It’s not often in movies that we are presented with a truly alien force. In this case, when I say “alien” I mean more H.P. Lovecraft than Mr. Spock. It makes sense. We like to recognize the motivations of the characters we are watching onscreen. Writing characters no one can relate to is one of the basic no-nos of Writing 101. So perhaps it’s no surprise that when a film elects to do so anyway, it risks underperforming at the box office.
At 53% on Rotten Tomatoes and having earned just $32 million domestically (barely breaking even on its budget), The Mothman Prophecies is the very definition of an unremarkable film, critically and commercially speaking. But it’s an underrated gem in my opinion. While not perfect, there is one thing the film does fantastically well: present viewers with a truly alien entity while drenching every minute of screen time in unrelenting creepiness.
The film is loosely based on an urban legend. Mothman is a legend local to the Point Pleasant area of rural West Virginia. Described as a man-sized flying creature with glowing red eyes, it was sighted frequently in the Point Pleasant region from November 1966 to December 1967. It’s been variously described as an alien, a cryptid, or some sort of supernatural entity. Accounts of sightings vary, but many involve descriptions of precognitive visions of upcoming disasters, and this is where the movie devotes a great deal of its focus.
The film begins with domestic bliss quickly shattered. While driving home from purchasing their dream house in Washington, D.C., John Klein (Richard Gere) and his wife Mary (Debra Messing) are in a car accident. Mary catches a glimpse of a red-eyed something flying toward their car at high speed. She swerves to avoid this apparition and injures her head in the wreck.
Tragedy follows, yet it’s not Mary’s head injury which kills her; she wakes up concussed but otherwise unharmed. But her glimpse of the Mothman apparition has opened her mind in some way. She wakes certain something is deeply wrong inside her. An MRI reveals the truth, an aggressive brain tumor that has been growing for some time. A tumor the Kleins would never have discovered had it not been for the accident and the entity that caused it.

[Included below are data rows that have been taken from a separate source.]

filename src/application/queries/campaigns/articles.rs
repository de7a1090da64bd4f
use super::CampaignQueryService;
use crate::{
    application::{
        dto::{ArticleDto, Cacheable, CampaignReferenceDto},
        error::ApplicationResult,
    },
    domain::{language::Langcode, node::NodeId},
};

pub struct ListCampaignArticlesQuery {
    pub campaign_id: String,
    pub langcode: Option<String>,
}

impl CampaignQueryService {
    /// Summary of a campaign for embedding into child records.
    pub async fn load_campaign_summary(
        &self,
        id: NodeId,
        langcode: &Langcode,
    ) -> ApplicationResult<CampaignReferenceDto> {
        let campaign = self.find_campaign(id, langcode).await?;
        self.presenter.campaign_reference(&campaign)
    }

    /// Articles of one campaign. Each record repeats the campaign summary
    /// under `campaign`.
    #[tracing::instrument(skip(self, query), fields(campaign_id = %query.campaign_id, langcode = query.langcode.as_deref()))]
    pub async fn list_campaign_articles(
        &self,
        query: ListCampaignArticlesQuery,
    ) -> ApplicationResult<Cacheable<Vec<ArticleDto>>> {
        let campaign_id = self.parse_campaign_id(&query.campaign_id)?;
        let langcode = self.resolve_langcode(query.langcode.as_deref())?;

        let campaign = self.load_campaign_summary(campaign_id, &langcode).await?;

        let articles = self
            .article_repo
            .list_by_campaign(campaign_id, &langcode)
            .await?;

        let items = articles
            .iter()
            .filter(|article| article.campaign_id == campaign_id)
            .map(|article| self.presenter.article(article, campaign.clone()))
            .collect::<ApplicationResult<Vec<_>>>()?;

        tracing::debug!(count = items.len(), %campaign_id, %langcode, "listed campaign articles");
        Ok(Cacheable::new(items, &langcode)
            .with_tag(format!("node:{campaign_id}"))
            .with_tag("node_list:article"))
    }
}
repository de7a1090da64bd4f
// src/domain/language.rs
use crate::domain::errors::{DomainError, DomainResult};
use std::fmt;

const MAX_LANGCODE_LEN: usize = 12;

/// Language identifier used to select a translation of a node, e.g. `en`,
/// `fr` or `pt-br`. Stored lowercase.
#[derive(Debug, Clone, PartialEq, Eq, Hash)]
pub struct Langcode(String);

impl Langcode {
    pub fn new(value: impl Into<String>) -> DomainResult<Self> {
        let value = value.into();
        let trimmed = value.trim();
        if trimmed.is_empty() {
            return Err(DomainError::Validation("langcode cannot be empty".into()));
        }

        let well_formed = trimmed.len() <= MAX_LANGCODE_LEN
            && trimmed
                .chars()
                .all(|c| c.is_ascii_alphanumeric() || c == '-' || c == '_');
        if !well_formed {
            return Err(DomainError::Validation(format!(
                "invalid langcode: {trimmed}"
            )));
        }

        Ok(Self(trimmed.to_ascii_lowercase()))
    }

    pub fn as_str(&self) -> &str {
        &self.0
    }
}

impl fmt::Display for Langcode {
    fn fmt(&self, f: &mut fmt::Formatter<'_>) -> fmt::Result {
        f.write_str(&self.0)
    }
}

impl From<Langcode> for String {
    fn from(value: Langcode) -> Self {
        value.0
    }
}

#[derive(Debug, Clone, PartialEq, Eq)]
pub struct Language {
    pub code: Langcode,
    pub name: String,
}

impl Language {
    pub fn new(code: Langcode, name: impl Into<String>) -> Self {
        let name = name.into();
        // an unnamed language falls back to its code
        let name = if name.trim().is_empty() {
            code.to_string()
        } else {
            name
        };
        Self { code, name }
    }
}

#[cfg(test)]
mod tests {
    use super::*;

    #[test]
    fn langcode_is_normalised_to_lowercase() {
        let code = Langcode::new(" PT-br ").unwrap();
        assert_eq!(code.as_str(), "pt-br");
    }

    #[test]
    fn langcode_rejects_empty_and_malformed_values() {
        assert!(Langcode::new("").is_err());
        assert!(Langcode::new("   ").is_err());
        assert!(Langcode::new("en;drop").is_err());
        assert!(Langcode::new("abcdefghijklmnop").is_err());
    }

    #[test]
    fn language_without_name_uses_code() {
        let lang = Language::new(Langcode::new("fr").unwrap(), "");
        assert_eq!(lang.name, "fr");
    }
}
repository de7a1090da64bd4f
pub mod http;
// src/application/ports/image.rs
use crate::application::ApplicationResult;

/// Maps a stored image and a named image style to the public URL of the
/// derivative. Derivatives are generated elsewhere.
pub trait ImageStyleUrlBuilder: Send + Sync {
    fn build_url(&self, style: &str, uri: &str) -> ApplicationResult<String>;
}
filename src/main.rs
use anyhow::Result;
use campaign_api::application::{
    ports::{ImageStyleUrlBuilderPort, TextRendererPort},
    services::ApplicationServices,
};
use campaign_api::config::AppConfig;
use campaign_api::domain::node::{ArticleReadRepository, CampaignReadRepository};
use campaign_api::infrastructure::{
    database,
    image_styles::PublicImageStyleUrlBuilder,
    rendering::FormatTextRenderer,
    repositories::{PostgresArticleReadRepository, PostgresCampaignReadRepository},
};
use campaign_api::presentation::http::{
    response::CachePolicy,
    routes::{RouterOptions, build_router},
    state::HttpState,
};
use std::{net::SocketAddr, sync::Arc};
use tokio::signal;
use tracing_subscriber::{layer::SubscriberExt, util::SubscriberInitExt};

#[tokio::main]
async fn main() {
    if let Err(err) = bootstrap().await {
        tracing::error!(error = %err, "fatal error");
        eprintln!("fatal error: {err}");
        std::process::exit(1);
    }
}

async fn bootstrap() -> Result<()> {
    dotenvy::dotenv().ok();
    init_tracing();

    let config = AppConfig::from_env()?;

    let pool = database::init_pool(config.database_url()).await?;
    if config.run_migrations() {
        database::run_migrations(&pool).await?;
    }

    let campaign_repo: Arc<dyn CampaignReadRepository> =
        Arc::new(PostgresCampaignReadRepository::new(pool.clone()));
    let article_repo: Arc<dyn ArticleReadRepository> =
        Arc::new(PostgresArticleReadRepository::new(pool.clone()));

    let image_styles: Arc<ImageStyleUrlBuilderPort> = Arc::new(PublicImageStyleUrlBuilder::new(
        config.public_files_url(),
        config.private_files_url(),
        config.image_token_key().map(str::to_string),
    ));
    let renderer: Arc<TextRendererPort> =
        Arc::new(FormatTextRenderer::new(config.teaser_length()));

    let services = Arc::new(ApplicationServices::new(
        Arc::clone(&campaign_repo),
        Arc::clone(&article_repo),
        Arc::clone(&image_styles),
        Arc::clone(&renderer),
        config.default_langcode().clone(),
    ));

    let state = HttpState {
        services: Arc::clone(&services),
        cache_policy: CachePolicy::new(config.cache_max_age()),
    };

    let app = build_router(
        state,
        RouterOptions {
            allowed_origins: config.allowed_origins().to_vec(),
            rate_limit: config.rate_limit_enabled(),
        },
    );

    let listener = tokio::net::TcpListener::bind(config.listen_addr()).await?;
    let address: SocketAddr = listener.local_addr()?;
    tracing::info!(
        default_langcode = %config.default_langcode(),
        rate_limit = config.rate_limit_enabled(),
        "listening on {address}"
    );

    axum::serve(
        listener,
        app.into_make_service_with_connect_info::<SocketAddr>(),
    )
    .with_graceful_shutdown(shutdown_signal())
    .await?;

    Ok(())
}

fn init_tracing() {
    let env_filter = std::env::var("RUST_LOG")
        .ok()
        .unwrap_or_else(|| "info,tower_http=info,sqlx=warn".to_string());

    let subscriber = tracing_subscriber::registry()
        .with(tracing_subscriber::EnvFilter::new(env_filter))
        .with(tracing_subscriber::fmt::layer());

    if subscriber.try_init().is_err() {
        tracing::warn!("tracing subscriber already initialised");
    }
}

async fn shutdown_signal() {
    let ctrl_c = async {
        if let Err(err) = signal::ctrl_c().await {
            tracing::error!(error = %err, "failed to install CTRL+C handler");
            std::future::pending::<()>().await;
        }
    };

    #[cfg(unix)]
    let terminate = async {
        match signal::unix::signal(signal::unix::SignalKind::terminate()) {
            Ok(mut stream) => {
                stream.recv().await;
            }
            Err(err) => {
                tracing::error!(error = %err, "failed to install terminate handler");
                std::future::pending::<()>().await;
            }
        }
    };

    #[cfg(not(unix))]
    let terminate = std::future::pending::<()>();

    tokio::select! {
        _ = ctrl_c => {}
        _ = terminate => {}
    }
    tracing::info!("shutdown signal received");
}
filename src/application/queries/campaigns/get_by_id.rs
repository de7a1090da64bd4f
use super::CampaignQueryService;
use crate::application::{
    dto::{Cacheable, CampaignDetailDto},
    error::ApplicationResult,
};

pub struct GetCampaignQuery {
    /// Raw path segment; validated here so malformed ids surface as a
    /// missing campaign.
    pub id: String,
    pub langcode: Option<String>,
}

impl CampaignQueryService {
    #[tracing::instrument(skip(self, query), fields(id = %query.id, langcode = query.langcode.as_deref()))]
    pub async fn get_campaign(
        &self,
        query: GetCampaignQuery,
    ) -> ApplicationResult<Cacheable<CampaignDetailDto>> {
        let id = self.parse_campaign_id(&query.id)?;
        let langcode = self.resolve_langcode(query.langcode.as_deref())?;

        let campaign = self.find_campaign(id, &langcode).await?;
        let detail = self.presenter.campaign_detail(&campaign)?;

        Ok(Cacheable::new(detail, &langcode).with_tag(format!("node:{id}")))
    }
}
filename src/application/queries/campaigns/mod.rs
mod articles;
mod get_by_id;
mod list;
mod service;

pub use articles::ListCampaignArticlesQuery;
pub use get_by_id::GetCampaignQuery;
pub use list::ListCampaignsQuery;
pub use service::CampaignQueryService;
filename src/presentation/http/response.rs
// src/presentation/http/response.rs
use crate::application::{dto::Cacheable, error::ApplicationError};
use crate::presentation::http::cache::{compute_etag, inm_matches};
use crate::presentation::http::error::{HttpError, HttpResult};
use axum::{
    http::{HeaderMap, HeaderName, HeaderValue, StatusCode, header},
    response::{IntoResponse, Response},
};
use bytes::Bytes;
use headers::{CacheControl, HeaderMapExt};
use serde::Serialize;
use std::time::Duration;

pub static CACHE_TAG: HeaderName = HeaderName::from_static("cache-tag");

/// How long clients and shared caches may reuse a response.
#[derive(Debug, Clone, Copy)]
pub struct CachePolicy {
    max_age: Duration,
}

impl CachePolicy {
    pub fn new(max_age: Duration) -> Self {
        Self { max_age }
    }

    pub fn max_age(&self) -> Duration {
        self.max_age
    }

    fn cache_control(&self) -> CacheControl {
        if self.max_age.is_zero() {
            CacheControl::new().with_no_cache()
        } else {
            CacheControl::new().with_public().with_max_age(self.max_age)
        }
    }
}

impl Default for CachePolicy {
    fn default() -> Self {
        Self::new(Duration::from_secs(300))
    }
}

fn header_value(value: &str) -> HttpResult<HeaderValue> {
    HeaderValue::from_str(value).map_err(|err| {
        HttpError::from_error(ApplicationError::upstream(format!(
            "invalid header value {value:?}: {err}"
        )))
    })
}

/// Serialize a cacheable result as JSON with its cache metadata attached.
/// Answers `304 Not Modified` when the client already holds the same body.
pub fn cached_json<T: Serialize>(
    request_headers: &HeaderMap,
    policy: &CachePolicy,
    cacheable: Cacheable<T>,
) -> HttpResult<Response> {
    let body = serde_json::to_vec(&cacheable.data).map_err(|err| {
        HttpError::from_error(ApplicationError::upstream(format!(
            "response encoding failed: {err}"
        )))
    })?;
    let etag = compute_etag(&body);

    let mut headers = HeaderMap::new();
    headers.typed_insert(policy.cache_control());
    headers.insert(header::ETAG, header_value(&etag)?);
    headers.insert(
        header::CONTENT_LANGUAGE,
        header_value(cacheable.langcode.as_str())?,
    );
    headers.insert(
        CACHE_TAG.clone(),
        header_value(&cacheable.cache_tags.join(" "))?,
    );

    if inm_matches(request_headers, &etag) {
        return Ok((StatusCode::NOT_MODIFIED, headers).into_response());
    }

    headers.insert(
        header::CONTENT_TYPE,
        HeaderValue::from_static("application/json"),
    );
    Ok((StatusCode::OK, headers, Bytes::from(body)).into_response())
}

The remainder of the film documents John’s increasing obsession with these entities that foresaw his wife’s death and their seeming obsession with the town and people of Point Pleasant. A simple enough premise, in fact it’s arguably pretty thin on plot. What kept me gripped was the overridingly creepy tone and atmosphere. I’ve thought a lot about the film and its secret–and a good lesson for anyone trying to recreate the same sensation in their writing–is that it keeps the viewer constantly off balance. The viewer keeps desperately searching for some set of rules these creatures operate by, but the movie throws nothing but curve balls. It’s a dangerous technique, as it can give the impression that the writer is simply making up rules as he goes, but handled properly, it creates the impression that a mere mortal writer can conjure up something that is outside human comprehension. It’s an illusion, of course, but a potent one. Below are just some of the examples of this from the film.
John sets out to drive to Richmond, VA from Washington, D.C. only to arrive at Point Pleasant in the middle of the night. He has no recollection of how he got there, not to mention how he traveled an impossible distance in a mere three hours.

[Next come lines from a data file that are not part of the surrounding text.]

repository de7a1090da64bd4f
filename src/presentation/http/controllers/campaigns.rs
// src/presentation/http/controllers/campaigns.rs
use crate::application::queries::campaigns::{
    GetCampaignQuery, ListCampaignArticlesQuery, ListCampaignsQuery,
};
use crate::presentation::http::error::{HttpResult, IntoHttpResult};
use crate::presentation::http::response::cached_json;
use crate::presentation::http::state::HttpState;
use axum::{
    Extension,
    extract::{Path, Query},
    http::HeaderMap,
    response::Response,
};
use serde::Deserialize;
use utoipa::{IntoParams, ToSchema};

#[derive(Debug, Default, Deserialize, IntoParams, ToSchema)]
#[into_params(parameter_in = Query)]
pub struct LanguageParams {
    /// Language of the returned translations. Falls back to the site
    /// default language when absent or blank.
    #[serde(default)]
    pub langcode: Option<String>,
}

#[utoipa::path(
    get,
    path = "/v0/campaign",
    params(LanguageParams),
    responses(
        (status = 200, description = "Campaigns available in the requested language.", body = [crate::application::dto::CampaignSummaryDto]),
        (status = 304, description = "The cached representation is still current."),
        (status = 400, description = "Malformed langcode.", body = crate::presentation::http::error::ErrorResponse),
        (status = 500, description = "Content store unavailable.", body = crate::presentation::http::error::ErrorResponse)
    ),
    tag = "Campaigns"
)]
pub async fn list_campaigns(
    Extension(state): Extension<HttpState>,
    Query(params): Query<LanguageParams>,
    headers: HeaderMap,
) -> HttpResult<Response> {
    let result = state
        .services
        .campaign_queries
        .list_campaigns(ListCampaignsQuery {
            langcode: params.langcode,
        })
        .await
        .into_http()?;

    cached_json(&headers, &state.cache_policy, result)
}

#[utoipa::path(
    get,
    path = "/v0/campaign/{id}",
    params(
        ("id" = String, Path, description = "Numeric campaign node id"),
        LanguageParams
    ),
    responses(
        (status = 200, description = "The campaign translation.", body = crate::application::dto::CampaignDetailDto),
        (status = 304, description = "The cached representation is still current."),
        (status = 400, description = "Malformed langcode.", body = crate::presentation::http::error::ErrorResponse),
        (status = 404, description = "No campaign with this id in the requested language.", body = crate::presentation::http::error::ErrorResponse),
        (status = 500, description = "Content store unavailable.", body = crate::presentation::http::error::ErrorResponse)
    ),
    tag = "Campaigns"
)]
pub async fn get_campaign(
    Extension(state): Extension<HttpState>,
    Path(id): Path<String>,
    Query(params): Query<LanguageParams>,
    headers: HeaderMap,
) -> HttpResult<Response> {
    let result = state
        .services
        .campaign_queries
        .get_campaign(GetCampaignQuery {
            id,
            langcode: params.langcode,
        })
        .await
        .into_http()?;

    cached_json(&headers, &state.cache_policy, result)
}

#[utoipa::path(
    get,
    path = "/v0/campaign/{id}/article",
    params(
        ("id" = String, Path, description = "Numeric campaign node id"),
        LanguageParams
    ),
    responses(
        (status = 200, description = "Articles of the campaign, each embedding the campaign summary.", body = [crate::application::dto::ArticleDto]),
        (status = 304, description = "The cached representation is still current."),
        (status = 400, description = "Malformed langcode.", body = crate::presentation::http::error::ErrorResponse),
        (status = 404, description = "No campaign with this id in the requested language.", body = crate::presentation::http::error::ErrorResponse),
        (status = 500, description = "Content store unavailable.", body = crate::presentation::http::error::ErrorResponse)
    ),
    tag = "Campaigns"
)]
pub async fn list_campaign_articles(
    Extension(state): Extension<HttpState>,
    Path(id): Path<String>,
    Query(params): Query<LanguageParams>,
    headers: HeaderMap,
) -> HttpResult<Response> {
    let result = state
        .services
        .campaign_queries
        .list_campaign_articles(ListCampaignArticlesQuery {
            campaign_id: id,
            langcode: params.langcode,
        })
        .await
        .into_http()?;

    cached_json(&headers, &state.cache_policy, result)
}
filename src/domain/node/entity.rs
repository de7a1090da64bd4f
// src/domain/node/entity.rs
use crate::domain::language::{Langcode, Language};
use crate::domain::node::fields::{ImageField, RichText};
use crate::domain::node::value_objects::{NodeId, NodeTitle};
use chrono::{DateTime, Utc};
use uuid::Uuid;

/// Properties shared by every translated node.
#[derive(Debug, Clone)]
pub struct NodeMeta {
    pub id: NodeId,
    pub uuid: Uuid,
    pub language: Language,
    /// Language the node was originally authored in.
    pub default_langcode: Langcode,
    /// Every language the node is available in, including `language`.
    pub translations: Vec<Language>,
    pub title: NodeTitle,
    pub created_at: DateTime<Utc>,
}

impl NodeMeta {
    pub fn langcode(&self) -> &Langcode {
        &self.language.code
    }
}

#[derive(Debug, Clone)]
pub struct Campaign {
    pub meta: NodeMeta,
    pub external: bool,
    pub external_url: Option<String>,
    /// Short description kept in the `body` field.
    pub description: RichText,
    /// Long-form content kept in `field_body`.
    pub body: RichText,
    pub image: Option<ImageField>,
}

#[derive(Debug, Clone)]
pub struct Article {
    pub meta: NodeMeta,
    pub body: RichText,
    pub image: Option<ImageField>,
    pub campaign_id: NodeId,
}
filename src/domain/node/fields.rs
// src/domain/node/fields.rs
use crate::domain::errors::{DomainError, DomainResult};

/// Text format a rich-text value was authored in.
#[derive(Debug, Clone, PartialEq, Eq, Default)]
pub enum TextFormat {
    #[default]
    PlainText,
    Markdown,
    BasicHtml,
    FullHtml,
    Other(String),
}

impl TextFormat {
    pub fn from_machine_name(name: &str) -> Self {
        match name {
            "plain_text" => TextFormat::PlainText,
            "markdown" => TextFormat::Markdown,
            "basic_html" => TextFormat::BasicHtml,
            "full_html" => TextFormat::FullHtml,
            other => TextFormat::Other(other.to_string()),
        }
    }

    pub fn as_str(&self) -> &str {
        match self {
            TextFormat::PlainText => "plain_text",
            TextFormat::Markdown => "markdown",
            TextFormat::BasicHtml => "basic_html",
            TextFormat::FullHtml => "full_html",
            TextFormat::Other(name) => name,
        }
    }
}

#[derive(Debug, Clone, PartialEq, Eq, Default)]
pub struct RichText {
    pub value: String,
    pub summary: Option<String>,
    pub format: TextFormat,
}

impl RichText {
    pub fn new(value: impl Into<String>, format: TextFormat) -> Self {
        Self {
            value: value.into(),
            summary: None,
            format,
        }
    }

    pub fn with_summary(mut self, summary: impl Into<String>) -> Self {
        let summary = summary.into();
        self.summary = (!summary.trim().is_empty()).then_some(summary);
        self
    }
}

/// Reference to a stored image file plus its alternative text.
#[derive(Debug, Clone, PartialEq, Eq)]
pub struct ImageField {
    uri: String,
    alt: String,
}

impl ImageField {
    pub fn new(uri: impl Into<String>, alt: impl Into<String>) -> DomainResult<Self> {
        let uri = uri.into();
        if uri.trim().is_empty() {
            return Err(DomainError::Validation("image uri cannot be empty".into()));
        }
        Ok(Self {
            uri,
            alt: alt.into(),
        })
    }

    pub fn uri(&self) -> &str {
        &self.uri
    }

    pub fn alt(&self) -> &str {
        &self.alt
    }
}
use crate::application::{ApplicationResult, error::ApplicationError};
use crate::domain::errors::DomainError;
use axum::{
    Json,
    http::StatusCode,
    response::{IntoResponse, Response},
};
use serde::{Deserialize, Serialize};
use utoipa::ToSchema;

#[derive(Debug)]
pub struct HttpError {
    status: StatusCode,
    kind: &'static str,
    message: String,
}

impl HttpError {
    pub fn from_error(err: ApplicationError) -> Self {
        let kind = err.kind();
        match err {
            ApplicationError::InvalidArgument(msg) => {
                Self::new(StatusCode::BAD_REQUEST, kind, msg)
            }
            // a malformed id names no resource
            ApplicationError::InvalidResourceId(msg) => {
                Self::new(StatusCode::NOT_FOUND, kind, msg)
            }
            ApplicationError::NotFound(msg) => Self::new(StatusCode::NOT_FOUND, kind, msg),
            ApplicationError::UpstreamUnavailable(msg) => Self::internal(kind, msg),
            ApplicationError::Domain(DomainError::Validation(msg)) => {
                Self::new(StatusCode::BAD_REQUEST, kind, msg)
            }
            ApplicationError::Domain(DomainError::NotFound(msg)) => {
                Self::new(StatusCode::NOT_FOUND, kind, msg)
            }
            ApplicationError::Domain(DomainError::Persistence(msg)) => Self::internal(kind, msg),
        }
    }

    pub fn path_not_found() -> Self {
        Self::new(
            StatusCode::NOT_FOUND,
            "not_found",
            "The requested path was not found".into(),
        )
    }

    pub fn status(&self) -> StatusCode {
        self.status
    }

    pub fn kind(&self) -> &'static str {
        self.kind
    }

    fn internal(kind: &'static str, detail: String) -> Self {
        tracing::error!(error = %detail, "upstream failure while handling request");
        Self::new(
            StatusCode::INTERNAL_SERVER_ERROR,
            kind,
            "The content store is currently unavailable".into(),
        )
    }

    fn new(status: StatusCode, kind: &'static str, message: String) -> Self {
        Self {
            status,
            kind,
            message,
        }
    }
}

impl IntoResponse for HttpError {
    fn into_response(self) -> Response {
        let payload = ErrorResponse {
            error: self
                .status
                .canonical_reason()
                .unwrap_or("error")
                .to_string(),
            message: self.message,
            kind: self.kind.to_string(),
        };
        (self.status, Json(payload)).into_response()
    }
}

#[derive(Debug, Serialize, Deserialize, ToSchema)]
pub struct ErrorResponse {
    /// Canonical HTTP reason phrase.
    pub error: String,
    pub message: String,
    /// One of `invalid_argument`, `not_found`, `upstream_unavailable`.
    pub kind: String,
}

pub type HttpResult<T> = Result<T, HttpError>;

pub trait IntoHttpResult<T> {
    fn into_http(self) -> HttpResult<T>;
}

impl<T> IntoHttpResult<T> for ApplicationResult<T> {
    fn into_http(self) -> HttpResult<T> {
        self.map_err(HttpError::from_error)
    }
}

The entities speak to a friend of John’s from the drain of a sink. “In a place this size, equator, three hundred will die,” they prophesy. And they are correct.
A creature calling itself Indrid Cold calls John late one night and begins reciting facts about his life to him while John records its answers. “Did you read my mind?” John finally asks.

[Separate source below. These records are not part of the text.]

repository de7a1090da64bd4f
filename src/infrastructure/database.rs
use sqlx::{PgPool, postgres::PgPoolOptions};
use std::time::Duration;

pub async fn init_pool(database_url: &str) -> Result<PgPool, sqlx::Error> {
    PgPoolOptions::new()
        .max_connections(16)
        .acquire_timeout(Duration::from_secs(5))
        .connect(database_url)
        .await
}

pub async fn run_migrations(pool: &PgPool) -> Result<(), sqlx::migrate::MigrateError> {
    sqlx::migrate!("./migrations").run(pool).await
}
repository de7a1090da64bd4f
use chrono::{DateTime, Utc};
use serde::Serialize;
use utoipa::ToSchema;
use uuid::Uuid;

use super::campaigns::CampaignReferenceDto;
use super::common::{ImageSetDto, LanguagesDto};
use super::serde_time;

#[derive(Debug, Clone, Serialize, ToSchema)]
pub struct ArticleDto {
    pub id: i64,
    pub uuid: Uuid,
    pub langcode: String,
    #[schema(value_type = Object)]
    pub languages: LanguagesDto,
    pub title: String,
    #[serde(with = "serde_time")]
    pub created: DateTime<Utc>,
    pub image: Option<ImageSetDto>,
    /// Body rendered in teaser view mode.
    pub lead: String,
    /// Body rendered in full view mode.
    pub body: String,
    pub campaign: CampaignReferenceDto,
}
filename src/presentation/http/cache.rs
// src/presentation/http/cache.rs
use axum::http::{HeaderMap, header};
use std::borrow::Cow;

const ETAG_HEX_LEN: usize = 32;

/// Strong ETag for a serialized response body, e.g. `"3f2a..."`.
pub fn compute_etag(body: &[u8]) -> String {
    let hash = blake3::hash(body).to_hex();
    format!("\"{}\"", &hash.as_str()[..ETAG_HEX_LEN])
}

fn strip_weak_prefix(token: &str) -> &str {
    token
        .strip_prefix("W/")
        .or_else(|| token.strip_prefix("w/"))
        .unwrap_or(token)
}

/// Opaque value of an entity tag with the weak prefix, surrounding quotes
/// and backslash escapes removed.
pub fn extract_etag_value(token: &str) -> Cow<'_, str> {
    let token = strip_weak_prefix(token.trim()).trim();
    let inner = token
        .strip_prefix('"')
        .and_then(|rest| rest.strip_suffix('"'))
        .unwrap_or(token);

    if !inner.contains('\\') {
        return Cow::Borrowed(inner);
    }

    let mut out = String::with_capacity(inner.len());
    let mut chars = inner.chars();
    while let Some(c) = chars.next() {
        if c == '\\' {
            if let Some(escaped) = chars.next() {
                out.push(escaped);
            }
        } else {
            out.push(c);
        }
    }
    Cow::Owned(out)
}

pub fn weak_match(a: &str, b: &str) -> bool {
    extract_etag_value(a) == extract_etag_value(b)
}

/// Whether the request's `If-None-Match` names `actual`. Supports `*` and
/// comma separated candidate lists.
pub fn inm_matches(headers: &HeaderMap, actual: &str) -> bool {
    headers
        .get_all(header::IF_NONE_MATCH)
        .iter()
        .filter_map(|value| value.to_str().ok())
        .any(|value| {
            let value = value.trim();
            value == "*"
                || value
                    .split(',')
                    .map(str::trim)
                    .filter(|candidate| !candidate.is_empty())
                    .any(|candidate| weak_match(candidate, actual))
        })
}

#[cfg(test)]
mod tests {
    use super::*;
    use axum::http::HeaderValue;

    #[test]
    fn etag_is_quoted_and_deterministic() {
        let a = compute_etag(b"{\"id\":7}");
        let b = compute_etag(b"{\"id\":7}");
        let c = compute_etag(b"{\"id\":8}");
        assert_eq!(a, b);
        assert_ne!(a, c);
        assert!(a.starts_with('"') && a.ends_with('"'));
        assert_eq!(a.len(), ETAG_HEX_LEN + 2);
    }

    #[test]
    fn weak_and_strong_forms_compare_equal() {
        assert!(weak_match("W/\"abc\"", "\"abc\""));
        assert!(weak_match("\"a\\\"b\"", "\"a\"b\""));
        assert!(!weak_match("\"abc\"", "\"abd\""));
    }

    #[test]
    fn if_none_match_supports_lists_and_wildcard() {
        let mut headers = HeaderMap::new();
        headers.insert(
            header::IF_NONE_MATCH,
            HeaderValue::from_static("\"x\", W/\"abc\""),
        );
        assert!(inm_matches(&headers, "\"abc\""));
        assert!(!inm_matches(&headers, "\"zzz\""));

        headers.insert(header::IF_NONE_MATCH, HeaderValue::from_static("*"));
        assert!(inm_matches(&headers, "\"anything\""));

        assert!(!inm_matches(&HeaderMap::new(), "\"abc\""));
    }
}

“I have no need to,” it responds. John later discovers that this was no true voice, but some kind of electrical impulse operating outside the range of human vocal cords.
And at a bar one day, a nicely printed business card is delivered to John. It reads:
Georgetown.
Friday.
Noon.
Mary will call.
At this point in the movie, Mary has been dead for two years. Yet we the viewers have seen Mary, or something that looks like Mary, stalking John from the edges of the frame, even though John himself has not. And in Georgetown, on Friday, at noon, John’s phone begins to ring…
If you love being creeped out by a story as much as I do, this stuff is gold. The film depicts John’s downward spiral into obsession with chilling verisimilitude. Desperate for answers, he eventually tracks down another “survivor” of these creatures, Dr. Alexander Leek (Alan Bates). But the entities are so alien that Dr. Leek has little in the way of explanation. John is forced to confront the notion that his questions may have no answers, at least none that he can comprehend.
“I think we can assume that these entities are more advanced than us. Why don’t they just come right out and tell us what’s on their minds?” John asks.
“You’re more advanced than a cockroach,” Leek replies. “Have you ever tried explaining yourself to one of them?”
Of course, what John really wants to know is: why him? Dr. Leek’s answer is my favorite line of the movie. “You noticed them. And they noticed that you noticed them.” Gives me chills every time.
The Take Home: When things start making sense, they stop being scary. A lack of answers is unsatisfying to us by its very nature, but handled properly, it can create the illusion of a mystery that’s beyond our comprehension. It’s a chilling tool to include in your writing toolbox.